Division of Cardiology, Department of Medicine Duke University School of Medicine Durham NC USA.
J Am Heart Assoc. 2024 Aug 6;13(15):e031785. doi: 10.1161/JAHA.123.031785. Epub 2024 Jul 31.
Data on the benefits of cardiac resynchronization therapy (CRT) in patients with severe heart failure symptoms are limited. We investigated the relative effects of CRT in patients with ambulatory New York Heart Association (NYHA) IV versus III functional class at the time of device implantation.
In this meta-analysis, we pooled patient-level data from the MIRACLE (Multicenter InSync Randomized Clinical Evaluation), MIRACLE-ICD (Multicenter InSync Implantable Cardioversion Defibrillation Randomized Clinical Evaluation), and COMPANION (Comparison of Medical Therapy, Pacing, and Defibrillation in Heart Failure) trials. Outcomes evaluated were time to the composite end point of the first heart failure hospitalization or all-cause mortality, and time to all-cause mortality alone. The association between CRT and outcomes was evaluated using a Bayesian hierarchical Weibull survival regression model. We assessed if this association differed between NYHA III and IV groups by adding an interaction term between CRT and NYHA class as a random effect. A sensitivity analysis was performed by including data from RAFT (Resynchronization-Defibrillation for Ambulatory Heart Failure). Our pooled analysis included 2309 patients. Overall, CRT was associated with a longer time to heart failure hospitalization or all-cause mortality (adjusted hazard ratio [aHR], 0.79 [95% credible interval [CI], 0.64-0.99]; posterior probability or =0.044), with a similar association with time to all-cause mortality (aHR, 0.78 [95% CI, 0.59-1.03]; =0.083). Associations of CRT with outcomes were not significantly different for those in NYHA III and IV classes (ratio of aHR, 0.72 [95% CI, 0.30-1.27]; =0.23 for heart failure hospitalization/mortality; ratio of aHR, 0.70 [95% CI, 0.35-1.34]; =0.27 for all-cause mortality alone). The sensitivity analysis, including RAFT data, did not show a significant relative CRT benefit between NYHA III and IV classes.

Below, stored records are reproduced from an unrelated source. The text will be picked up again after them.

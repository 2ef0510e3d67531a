//! Time-window classification and slot allocation (spec §4.3).
//!
//! Four windows relative to "now": HOT, WORKING, LONG_TERM, EXPIRED. Recall
//! draws from the first three in proportions set by the caller's recency
//! bias; EXPIRED chunks are never retrieved (they still count for stats).

use crate::types::RecencyBias;

const MS_PER_HOUR: i64 = 3_600_000;
const MS_PER_DAY: i64 = 24 * MS_PER_HOUR;

#[derive(Debug, Clone, Copy, PartialEq, Eq)]
pub enum TimeWindow {
    Hot,
    Working,
    LongTerm,
    Expired,
}

/// Window boundary configuration, in hours/days (mirrors `KronosConfig`).
#[derive(Debug, Clone, Copy)]
pub struct WindowConfig {
    pub hot_window_hours: i64,
    pub working_window_days: i64,
    pub longterm_window_days: i64,
}

impl Default for WindowConfig {
    fn default() -> Self {
        Self {
            hot_window_hours: 4,
            working_window_days: 3,
            longterm_window_days: 90,
        }
    }
}

/// `[min_ms, max_ms)` bounds, measured in milliseconds of age (now - created_at).
pub struct WindowBounds {
    pub hot: (i64, i64),
    pub working: (i64, i64),
    pub long_term: (i64, i64),
}

impl WindowConfig {
    pub fn bounds(&self) -> WindowBounds {
        let hot_ms = self.hot_window_hours * MS_PER_HOUR;
        let working_ms = self.working_window_days * MS_PER_DAY;
        let longterm_ms = self.longterm_window_days * MS_PER_DAY;
        WindowBounds {
            hot: (0, hot_ms),
            working: (hot_ms, working_ms),
            long_term: (working_ms, longterm_ms),
        }
    }

    pub fn classify(&self, age_ms: i64) -> TimeWindow {
        let bounds = self.bounds();
        if age_ms <= bounds.hot.1 {
            TimeWindow::Hot
        } else if age_ms <= bounds.working.1 {
            TimeWindow::Working
        } else if age_ms <= bounds.long_term.1 {
            TimeWindow::LongTerm
        } else {
            TimeWindow::Expired
        }
    }
}

/// Per-window result-slot counts for a retrieval of `total` chunks.
#[derive(Debug, Clone, Copy, PartialEq, Eq)]
pub struct SlotAllocation {
    pub hot: usize,
    pub working: usize,
    pub long_term: usize,
}

/// Split `total` slots across HOT/WORKING/LONG_TERM using the bias's weights
/// (low/medium: 1:1:1, high: 2:1:0.5). Each window gets the floor of its
/// share; any leftover slots all go to HOT, the most-recent window.
pub fn allocate_slots(total: usize, bias: RecencyBias) -> SlotAllocation {
    let weights: [f64; 3] = match bias {
        RecencyBias::Low | RecencyBias::Medium => [1.0, 1.0, 1.0],
        RecencyBias::High => [2.0, 1.0, 0.5],
    };
    let sum: f64 = weights.iter().sum();
    let raw: Vec<f64> = weights.iter().map(|w| total as f64 * w / sum).collect();
    let mut floors: Vec<usize> = raw.iter().map(|r| r.floor() as usize).collect();
    let remainder = total.saturating_sub(floors.iter().sum());
    floors[0] += remainder;

    SlotAllocation {
        hot: floors[0],
        working: floors[1],
        long_term: floors[2],
    }
}

#[cfg(test)]
mod tests {
    use super::*;

    #[test]
    fn classify_hot_working_longterm_expired() {
        let cfg = WindowConfig::default();
        assert_eq!(cfg.classify(MS_PER_HOUR), TimeWindow::Hot);
        assert_eq!(cfg.classify(2 * MS_PER_DAY), TimeWindow::Working);
        assert_eq!(cfg.classify(10 * MS_PER_DAY), TimeWindow::LongTerm);
        assert_eq!(cfg.classify(200 * MS_PER_DAY), TimeWindow::Expired);
    }

    #[test]
    fn classify_is_inclusive_on_the_young_edge_of_each_window() {
        let cfg = WindowConfig::default();
        let bounds = cfg.bounds();
        assert_eq!(cfg.classify(bounds.hot.1), TimeWindow::Hot);
        assert_eq!(cfg.classify(bounds.working.1), TimeWindow::Working);
        assert_eq!(cfg.classify(bounds.long_term.1), TimeWindow::LongTerm);
        assert_eq!(cfg.classify(bounds.long_term.1 + 1), TimeWindow::Expired);
    }

    #[test]
    fn allocate_slots_even_split_sums_to_total() {
        let alloc = allocate_slots(10, RecencyBias::Medium);
        assert_eq!(alloc.hot + alloc.working + alloc.long_term, 10);
    }

    #[test]
    fn allocate_slots_medium_bias_remainder_goes_to_hot() {
        let alloc = allocate_slots(5, RecencyBias::Medium);
        assert_eq!(alloc, SlotAllocation { hot: 3, working: 1, long_term: 1 });
    }

    #[test]
    fn allocate_slots_high_bias_favours_hot() {
        let alloc = allocate_slots(7, RecencyBias::High);
        assert_eq!(alloc.hot + alloc.working + alloc.long_term, 7);
        assert!(alloc.hot >= alloc.working);
        assert!(alloc.working >= alloc.long_term);
    }

    #[test]
    fn allocate_slots_high_bias_remainder_goes_to_hot() {
        let alloc = allocate_slots(10, RecencyBias::High);
        assert_eq!(alloc, SlotAllocation { hot: 7, working: 2, long_term: 1 });
    }

    #[test]
    fn allocate_slots_handles_zero_total() {
        let alloc = allocate_slots(0, RecencyBias::Low);
        assert_eq!(alloc.hot + alloc.working + alloc.long_term, 0);
    }
}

Overall, there was no significant difference in the association of CRT with either outcome for patients in NYHA functional class III compared with functional class IV.
关于心脏再同步治疗(CRT)在严重心力衰竭症状患者中的益处的数据有限。我们研究了在装置植入时具有可走动的纽约心脏协会(NYHA)IV 与 III 功能级别的患者中 CRT 的相对效果。
在这项荟萃分析中,我们汇总了来自 MIRACLE(多中心同步随机临床评估)、MIRACLE-ICD(多中心同步植入式心脏复律除颤随机临床评估)和 COMPANION(心力衰竭的药物治疗、起搏和除颤比较)试验的患者水平数据。评估的结果是首次心力衰竭住院或全因死亡率的复合终点时间,以及全因死亡率的时间。使用贝叶斯分层威布尔生存回归模型评估 CRT 与结局之间的关联。我们通过添加 CRT 和 NYHA 类别的交互项作为随机效应来评估这种关联在 NYHA III 和 IV 组之间是否存在差异。通过纳入 RAFT(心力衰竭的再同步-除颤)的数据进行敏感性分析。我们的汇总分析包括 2309 名患者。总体而言,CRT 与心力衰竭住院或全因死亡率的时间延长相关(调整后的危险比[aHR],0.79 [95%可信区间[CI],0.64-0.99];后验概率或=0.044),与全因死亡率的时间也有类似的关联(aHR,0.78 [95% CI,0.59-1.03];=0.083)。对于 NYHA III 和 IV 类别的患者,CRT 与结局的关联没有显著差异(aHR 的比值,0.72 [95% CI,0.30-1.27];心力衰竭住院/死亡率的=0.23;aHR 的比值,0.70 [95% CI,0.35-1.34];=0.27,全因死亡率单独)。包括 RAFT 数据的敏感性分析并未显示 NYHA III 和 IV 类之间 CRT 相对获益的显著差异。
总体而言,与 NYHA 功能 III 级相比,NYHA 功能 IV 级患者的 CRT 与两种结局的关联没有显著差异。